“. . . a quarrelsome wife is like a constant dripping.”
— Proverbs 19:13, niv
Remember the last time you took a walk and had to stop because something had worked its way inside your shoe? Isn’t it amazing how something so small can be so aggravating?
Peter Jenkins, in his book Walk Across America, chronicled his experiences traveling on foot across this continent. In his book, Jenkins explained that he never felt overwhelmed or defeated by the big things. Instead, he said, “What almost defeated me over and over again was the sand in my shoes.”
I believe many marriages suffer from the same principle. Unheralded, seldom-discussed “sand in the shoes” underlies many of the marital failures that scar this land. What do I mean by “sand in the shoes of marriage”? I refer to the abrasive sand of criticism.

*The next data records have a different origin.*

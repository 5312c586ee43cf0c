//! Persistence collaborator for the Payguard engine.
//!
//! The engine only sees the [`IntentStore`] trait; whether records live in
//! memory, an embedded database, or a remote service is the implementor's
//! concern. [`InMemoryStore`] is the reference implementation used in tests.

use std::collections::HashMap;
use std::sync::{Arc, RwLock};

use async_trait::async_trait;
use thiserror::Error;

use payguard_types::{CrossChainTransfer, PaymentIntent, SettlementRecord};

#[derive(Debug, Error)]
pub enum StoreError {
    #[error("record not found: {0}")]
    NotFound(String),

    #[error("serialization error: {0}")]
    Serialization(String),

    #[error("storage backend error: {0}")]
    Backend(String),
}

/// Durable key-value storage keyed by intent id.
#[async_trait]
pub trait IntentStore: Send + Sync {
    async fn get(&self, id: &str) -> Result<Option<PaymentIntent>, StoreError>;

    /// Insert or replace the intent snapshot.
    async fn put(&self, intent: &PaymentIntent) -> Result<(), StoreError>;

    /// Full scan; used by replay and what-if paths, never the hot path.
    async fn list_all(&self) -> Result<Vec<PaymentIntent>, StoreError>;

    async fn put_settlement(&self, record: &SettlementRecord) -> Result<(), StoreError>;

    async fn settlement_for_intent(
        &self,
        intent_id: &str,
    ) -> Result<Option<SettlementRecord>, StoreError>;

    /// Insert or replace the cross-chain companion record.
    async fn put_transfer(&self, transfer: &CrossChainTransfer) -> Result<(), StoreError>;

    async fn transfer_for_intent(
        &self,
        intent_id: &str,
    ) -> Result<Option<CrossChainTransfer>, StoreError>;
}

#[derive(Debug, Default)]
pub struct InMemoryStore {
    intents: Arc<RwLock<HashMap<String, PaymentIntent>>>,
    settlements: Arc<RwLock<HashMap<String, SettlementRecord>>>,
    transfers: Arc<RwLock<HashMap<String, CrossChainTransfer>>>,
}

impl InMemoryStore {
    pub fn new() -> Self {
        Self::default()
    }

    pub fn len(&self) -> usize {
        self.intents.read().unwrap().len()
    }

    pub fn is_empty(&self) -> bool {
        self.intents.read().unwrap().is_empty()
    }
}

#[async_trait]
impl IntentStore for InMemoryStore {
    async fn get(&self, id: &str) -> Result<Option<PaymentIntent>, StoreError> {
        Ok(self.intents.read().unwrap().get(id).cloned())
    }

    async fn put(&self, intent: &PaymentIntent) -> Result<(), StoreError> {
        self.intents
            .write()
            .unwrap()
            .insert(intent.id.clone(), intent.clone());
        Ok(())
    }

    async fn list_all(&self) -> Result<Vec<PaymentIntent>, StoreError> {
        let mut intents: Vec<_> = self.intents.read().unwrap().values().cloned().collect();
        intents.sort_by_key(|i| i.created_at);
        Ok(intents)
    }

    async fn put_settlement(&self, record: &SettlementRecord) -> Result<(), StoreError> {
        self.settlements
            .write()
            .unwrap()
            .insert(record.id.clone(), record.clone());
        Ok(())
    }

    async fn settlement_for_intent(
        &self,
        intent_id: &str,
    ) -> Result<Option<SettlementRecord>, StoreError> {
        Ok(self
            .settlements
            .read()
            .unwrap()
            .values()
            .find(|r| r.intent_id == intent_id)
            .cloned())
    }

    async fn put_transfer(&self, transfer: &CrossChainTransfer) -> Result<(), StoreError> {
        self.transfers
            .write()
            .unwrap()
            .insert(transfer.id.clone(), transfer.clone());
        Ok(())
    }

    async fn transfer_for_intent(
        &self,
        intent_id: &str,
    ) -> Result<Option<CrossChainTransfer>, StoreError> {
        Ok(self
            .transfers
            .read()
            .unwrap()
            .values()
            .find(|t| t.intent_id == intent_id)
            .cloned())
    }
}

#[cfg(test)]
mod tests {
    use super::*;
    use payguard_types::{
        initial_steps, CustodyType, IntentStatus, WalletBinding, WalletRole,
    };
    use rust_decimal::Decimal;
    use std::collections::BTreeMap;

    fn test_intent(id: &str, created_at: u64) -> PaymentIntent {
        PaymentIntent {
            id: id.to_string(),
            amount: Decimal::new(10, 0),
            currency: "USD".to_string(),
            recipient_label: String::new(),
            recipient_address: "0xr".to_string(),
            chain: "BASE".to_string(),
            destination_chain: None,
            from_wallet: WalletBinding::new(
                WalletRole::Agent,
                CustodyType::PlatformManaged,
                "wallet-1",
            ),
            status: IntentStatus::Pending,
            steps: initial_steps(),
            guard_results: Vec::new(),
            artifacts: None,
            metadata: BTreeMap::new(),
            created_at,
            updated_at: created_at,
        }
    }

    #[tokio::test]
    async fn test_put_and_get_round_trip() {
        let store = InMemoryStore::new();
        let intent = test_intent("pi-1", 100);

        store.put(&intent).await.unwrap();
        let loaded = store.get("pi-1").await.unwrap();
        assert_eq!(loaded, Some(intent));
    }

    #[tokio::test]
    async fn test_get_missing_returns_none() {
        let store = InMemoryStore::new();
        assert!(store.get("pi-unknown").await.unwrap().is_none());
    }

    #[tokio::test]
    async fn test_put_replaces_snapshot() {
        let store = InMemoryStore::new();
        let mut intent = test_intent("pi-1", 100);
        store.put(&intent).await.unwrap();

        intent.status = IntentStatus::Simulating;
        intent.touch(200);
        store.put(&intent).await.unwrap();

        let loaded = store.get("pi-1").await.unwrap().unwrap();
        assert_eq!(loaded.status, IntentStatus::Simulating);
        assert_eq!(loaded.updated_at, 200);
        assert_eq!(store.len(), 1);
    }

    #[tokio::test]
    async fn test_list_all_sorted_by_creation() {
        let store = InMemoryStore::new();
        store.put(&test_intent("pi-b", 200)).await.unwrap();
        store.put(&test_intent("pi-a", 100)).await.unwrap();

        let all = store.list_all().await.unwrap();
        assert_eq!(all.len(), 2);
        assert_eq!(all[0].id, "pi-a");
        assert_eq!(all[1].id, "pi-b");
    }

    #[tokio::test]
    async fn test_settlement_lookup_by_intent() {
        let store = InMemoryStore::new();
        let record = SettlementRecord::placeholder("pi-1", "USD", 100);
        store.put_settlement(&record).await.unwrap();

        let found = store.settlement_for_intent("pi-1").await.unwrap();
        assert_eq!(found, Some(record));
        assert!(store.settlement_for_intent("pi-2").await.unwrap().is_none());
    }

    #[tokio::test]
    async fn test_transfer_lookup_by_intent() {
        let store = InMemoryStore::new();
        let transfer = CrossChainTransfer::planned(
            "pi-1",
            "BASE",
            "ARBITRUM",
            Some("bridge-usdc".to_string()),
            100,
        );
        store.put_transfer(&transfer).await.unwrap();

        let found = store.transfer_for_intent("pi-1").await.unwrap();
        assert_eq!(found, Some(transfer.clone()));

        // Replaced wholesale on update
        store.put_transfer(&transfer.executing(110)).await.unwrap();
        let found = store.transfer_for_intent("pi-1").await.unwrap().unwrap();
        assert_eq!(found.updated_at, 110);
        assert!(store.transfer_for_intent("pi-2").await.unwrap().is_none());
    }
}
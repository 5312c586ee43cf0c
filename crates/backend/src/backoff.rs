use std::time::Duration;

/// Exponential backoff between retry attempts: `min(initial * 2^n, max)`
/// where `n` is the attempt index. Defaults match the backend retry policy
/// (100ms initial, capped at 2s).
pub struct ExponentialBackoff {
    initial: Duration,
    max: Duration,
    current_attempt: u32,
}

impl ExponentialBackoff {
    pub fn new(initial: Duration, max: Duration) -> Self {
        Self {
            initial,
            max,
            current_attempt: 0,
        }
    }

    pub fn next_delay(&mut self) -> Duration {
        let delay_ms = self
            .initial
            .as_millis()
            .saturating_mul(1u128 << self.current_attempt.min(32))
            .min(self.max.as_millis());

        self.current_attempt += 1;
        Duration::from_millis(delay_ms as u64)
    }

    pub fn reset(&mut self) {
        self.current_attempt = 0;
    }

    pub fn current_attempt(&self) -> u32 {
        self.current_attempt
    }
}

impl Default for ExponentialBackoff {
    fn default() -> Self {
        Self::new(Duration::from_millis(100), Duration::from_millis(2000))
    }
}
//! End-to-end flows against a scripted HTTP backend.

use std::sync::{Arc, Mutex};

use rust_decimal::Decimal;
use serde_json::json;
use wiremock::matchers::{body_partial_json, header, method, path};
use wiremock::{Mock, MockServer, ResponseTemplate};

use payguard::config::{BackendSettings, EngineConfig};
use payguard::orchestrator::{FlowOutcome, ProgressEvent};
use payguard::store::{InMemoryStore, IntentStore};
use payguard::types::{
    CustodyType, GuardKind, GuardPolicy, IntentStatus, PaymentRequest, WalletBinding, WalletRole,
};
use payguard::Engine;

fn engine_config(server: &MockServer, policies: Vec<GuardPolicy>) -> EngineConfig {
    EngineConfig {
        backend: BackendSettings {
            endpoint: server.uri(),
            bearer_token: "test-token".to_string(),
            timeout_ms: 5_000,
            max_retries: 3,
        },
        policies,
        ..Default::default()
    }
}

fn single_tx_limit(limit: i64) -> GuardPolicy {
    GuardPolicy::new(
        "g-tx",
        "Single transaction limit",
        GuardKind::SingleTransactionLimit,
        Decimal::new(limit, 0),
    )
}

fn auto_approve(limit: i64) -> GuardPolicy {
    GuardPolicy::new(
        "g-auto",
        "Auto-approve threshold",
        GuardKind::AutoApproveThreshold,
        Decimal::new(limit, 0),
    )
}

fn agent_request(amount: i64) -> PaymentRequest {
    PaymentRequest {
        amount: Decimal::new(amount, 0),
        currency: "USD".to_string(),
        recipient_label: "Acme API".to_string(),
        recipient_address: "0xrecipient".to_string(),
        chain: "BASE".to_string(),
        destination_chain: None,
        from_wallet: WalletBinding::new(WalletRole::Agent, CustodyType::PlatformManaged, "w-1"),
        metadata: Default::default(),
    }
}

async fn mount_backend(server: &MockServer) {
    Mock::given(method("POST"))
        .and(path("/rpc"))
        .and(body_partial_json(json!({"method": "wallet.balance"})))
        .respond_with(ResponseTemplate::new(200).set_body_json(json!({
            "result": {"wallet_reference": "w-1", "available": "1000", "currency": "USD"}
        })))
        .mount(server)
        .await;

    Mock::given(method("POST"))
        .and(path("/rpc"))
        .and(body_partial_json(json!({"method": "payment.simulate"})))
        .respond_with(ResponseTemplate::new(200).set_body_json(json!({
            "result": {"would_succeed": true, "route": "base-native", "estimated_fee": "0.01"}
        })))
        .mount(server)
        .await;

    Mock::given(method("POST"))
        .and(path("/rpc"))
        .and(body_partial_json(json!({"method": "payment.transfer"})))
        .and(header("Authorization", "Bearer test-token"))
        .respond_with(ResponseTemplate::new(200).set_body_json(json!({
            "result": {"transfer_id": "tr-900", "tx_hash": null, "explorer_url": null}
        })))
        .mount(server)
        .await;

    Mock::given(method("POST"))
        .and(path("/rpc"))
        .and(body_partial_json(json!({"method": "transaction.status"})))
        .respond_with(ResponseTemplate::new(200).set_body_json(json!({
            "result": {
                "state": "confirmed",
                "tx_hash": "0xfinal",
                "explorer_url": "https://scan.example/tx/0xfinal"
            }
        })))
        .mount(server)
        .await;
}

#[tokio::test]
async fn full_flow_executes_and_confirms_a_guarded_payment() {
    let server = MockServer::start().await;
    mount_backend(&server).await;

    let store = Arc::new(InMemoryStore::new());
    let mut config = engine_config(&server, vec![single_tx_limit(100), auto_approve(75)]);
    config.approval.fast_path = false;
    let engine = Engine::from_config(&config, store.clone()).unwrap();

    let events: Arc<Mutex<Vec<ProgressEvent>>> = Arc::new(Mutex::new(Vec::new()));
    let sink = {
        let events = events.clone();
        move |event: ProgressEvent| events.lock().unwrap().push(event)
    };

    let outcome = engine.flow.run(agent_request(50), &sink).await;
    let FlowOutcome::Completed {
        intent,
        transfer_id,
        tx_hash,
    } = outcome
    else {
        panic!("expected completion, got {outcome:?}");
    };
    assert_eq!(transfer_id, "tr-900");
    assert_eq!(tx_hash.as_deref(), Some("0xfinal"));

    let intent = intent.unwrap();
    assert_eq!(intent.status, IntentStatus::Succeeded);
    let artifacts = intent.artifacts.as_ref().unwrap();
    assert!(artifacts.confirmed);

    // The durable record matches what the flow returned
    let stored = store.get(&intent.id).await.unwrap().unwrap();
    assert_eq!(stored, intent);

    // Settlement record carries the final amount and hash
    let settlement = store
        .settlement_for_intent(&intent.id)
        .await
        .unwrap()
        .unwrap();
    assert_eq!(settlement.amount, Decimal::new(50, 0));
    assert_eq!(settlement.tx_hash.as_deref(), Some("0xfinal"));

    let events = events.lock().unwrap();
    assert_eq!(events[0], ProgressEvent::CreatingIntent);
    assert!(matches!(events.last(), Some(ProgressEvent::Completed { .. })));
}

#[tokio::test]
async fn blocked_payment_never_reaches_the_transfer_endpoint() {
    let server = MockServer::start().await;
    mount_backend(&server).await;

    let store = Arc::new(InMemoryStore::new());
    let mut config = engine_config(&server, vec![single_tx_limit(100)]);
    config.approval.fast_path = false;
    let engine = Engine::from_config(&config, store.clone()).unwrap();

    let outcome = engine
        .flow
        .run(agent_request(150), &|_event: ProgressEvent| {})
        .await;
    let FlowOutcome::Failed {
        intent,
        reason,
        requires_manual_approval,
    } = outcome
    else {
        panic!("expected failure, got {outcome:?}");
    };
    assert!(requires_manual_approval);
    assert!(reason.contains("Single transaction limit"));
    assert_eq!(intent.unwrap().status, IntentStatus::Blocked);

    let transfer_calls = server
        .received_requests()
        .await
        .unwrap()
        .iter()
        .filter(|r| {
            serde_json::from_slice::<serde_json::Value>(&r.body)
                .map(|b| b["method"] == "payment.transfer")
                .unwrap_or(false)
        })
        .count();
    assert_eq!(transfer_calls, 0);
}

#[tokio::test]
async fn fast_path_payment_touches_only_the_transfer_endpoint() {
    let server = MockServer::start().await;
    mount_backend(&server).await;

    let store = Arc::new(InMemoryStore::new());
    let config = engine_config(&server, vec![auto_approve(75)]);
    let engine = Engine::from_config(&config, store.clone()).unwrap();

    let outcome = engine
        .flow
        .run(agent_request(50), &|_event: ProgressEvent| {})
        .await;
    assert!(matches!(outcome, FlowOutcome::Completed { .. }));

    let requests = server.received_requests().await.unwrap();
    assert_eq!(requests.len(), 1);
    let body: serde_json::Value = serde_json::from_slice(&requests[0].body).unwrap();
    assert_eq!(body["method"], "payment.transfer");
}

#[tokio::test]
async fn manual_approval_gate_holds_until_approved() {
    let server = MockServer::start().await;
    mount_backend(&server).await;

    let store = Arc::new(InMemoryStore::new());
    let mut config = engine_config(&server, vec![single_tx_limit(100), auto_approve(75)]);
    config.approval.require_manual = true;
    config.approval.fast_path = false;
    let engine = Engine::from_config(&config, store.clone()).unwrap();

    let outcome = engine
        .flow
        .run(agent_request(50), &|_event: ProgressEvent| {})
        .await;
    let FlowOutcome::RequiresApproval { intent } = outcome else {
        panic!("expected approval gate, got {outcome:?}");
    };
    assert_eq!(intent.status, IntentStatus::AwaitingApproval);

    let approved = engine.machine.approve(&intent.id).await.unwrap();
    assert_eq!(approved.status, IntentStatus::Approved);

    let executed = engine.machine.execute(&intent.id).await.unwrap();
    assert_eq!(executed.status, IntentStatus::Succeeded);
}

#[tokio::test]
async fn replay_reports_how_todays_policies_would_decide() {
    let server = MockServer::start().await;
    mount_backend(&server).await;

    let store = Arc::new(InMemoryStore::new());
    let mut config = engine_config(&server, vec![single_tx_limit(100), auto_approve(75)]);
    config.approval.fast_path = false;
    let engine = Engine::from_config(&config, store.clone()).unwrap();

    let outcome = engine
        .flow
        .run(agent_request(50), &|_event: ProgressEvent| {})
        .await;
    let FlowOutcome::Completed { intent, .. } = outcome else {
        panic!("expected completion, got {outcome:?}");
    };
    let intent_id = intent.unwrap().id;

    // The limit was tightened to $40 after the payment went through
    let tightened = engine_config(&server, vec![single_tx_limit(40)]);
    let reviewer = Engine::from_config(&tightened, store.clone()).unwrap();

    let report = reviewer.replay.replay(&intent_id).await.unwrap();
    assert_eq!(report.differences.len(), 1);
    let diff = &report.differences[0];
    assert_eq!(diff.policy_id, "g-tx");
    assert!(diff.original_passed);
    assert_eq!(diff.current_passed, Some(false));
}

#[tokio::test]
async fn misconfigured_engine_is_refused_at_construction() {
    let config = EngineConfig::default();
    let err = Engine::from_config(&config, Arc::new(InMemoryStore::new())).unwrap_err();
    assert!(err.to_string().contains("validation"));
}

When people get married, they often make the colossal mistake of supposing they can improve their spouses. Husbands and wives alike think they can achieve this goal by simply telling their spouses about their bad points. People seem quite confident that if they simply point out their spouses’ bad points often enough, their spouses will correct their faults and again become the perfect angels they were when they were first married. In other words, the marriage license becomes a hunting license for faults. But contrary to the critic’s intentions, this daily faultfinding becomes like “sand in the shoes” or a constant dripping on a rainy day.
Does this sound familiar? Perhaps you’ve recently been quick to point out your spouse’s faults. Consider this: If you emphasize your spouse’s good points, you might find that praise will take care of the bad points as nothing else will. Use your marriage license as a hunting license for good, to find virtue and not fault.
“Love looks through a telescope; envy through a microscope.”